▶ _MATERIAL FOR THIS TASK_
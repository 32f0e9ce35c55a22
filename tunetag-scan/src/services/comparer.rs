//! Fingerprint comparison via the external descriptor tool
//!
//! `<tool> compare <a_path> <b_path>` reads two descriptor files and prints a
//! JSON comparison record on stdout. The record's `frameStartTime` sign is
//! the signal the pattern voter runs on.

use std::path::PathBuf;
use std::process::Command;
use std::sync::Arc;
use tokio_util::sync::CancellationToken;

use crate::error::ScanError;
use crate::services::extractor::{run_tool, ToolFailure};
use crate::services::scratch::ScratchWorkspace;
use crate::types::{FingerprintComparison, FingerprintDescriptor};

/// Capability: compare two fingerprint descriptors.
pub trait FingerprintComparer: Send + Sync {
    fn compare(
        &self,
        a: &FingerprintDescriptor,
        b: &FingerprintDescriptor,
    ) -> Result<FingerprintComparison, ScanError>;
}

/// Comparer backed by the external fingerprint binary.
pub struct ToolFingerprintComparer {
    tool_path: PathBuf,
    scratch: Arc<ScratchWorkspace>,
    cancel: CancellationToken,
}

impl ToolFingerprintComparer {
    pub fn new(
        tool_path: PathBuf,
        scratch: Arc<ScratchWorkspace>,
        cancel: CancellationToken,
    ) -> Self {
        Self {
            tool_path,
            scratch,
            cancel,
        }
    }
}

impl FingerprintComparer for ToolFingerprintComparer {
    fn compare(
        &self,
        a: &FingerprintDescriptor,
        b: &FingerprintDescriptor,
    ) -> Result<FingerprintComparison, ScanError> {
        let a_path = self.scratch.next_file("cmp_a", "fp");
        let b_path = self.scratch.next_file("cmp_b", "fp");
        std::fs::write(&a_path, &a.data)?;
        std::fs::write(&b_path, &b.data)?;

        let result = run_tool(
            Command::new(&self.tool_path)
                .arg("compare")
                .arg(&a_path)
                .arg(&b_path),
            &self.cancel,
        );
        let _ = std::fs::remove_file(&a_path);
        let _ = std::fs::remove_file(&b_path);

        let output = match result {
            Ok(output) => output,
            Err(ToolFailure::Cancelled) => return Err(ScanError::Cancelled),
            Err(ToolFailure::Io(e)) => {
                return Err(ScanError::Comparison(format!(
                    "{}: {}",
                    self.tool_path.display(),
                    e
                )))
            }
        };

        if !output.status.success() {
            let stderr = String::from_utf8_lossy(&output.stderr);
            return Err(ScanError::Comparison(format!(
                "exit code {:?}: {}",
                output.status.code(),
                stderr.trim()
            )));
        }

        serde_json::from_slice(&output.stdout)
            .map_err(|e| ScanError::Comparison(format!("comparison parse: {}", e)))
    }
}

▶ _WORK TO COMPLETE_
Could you tally the lines in these records that contain the word "write" and give only the result?

▶ _EXPECTED OUTPUT_
2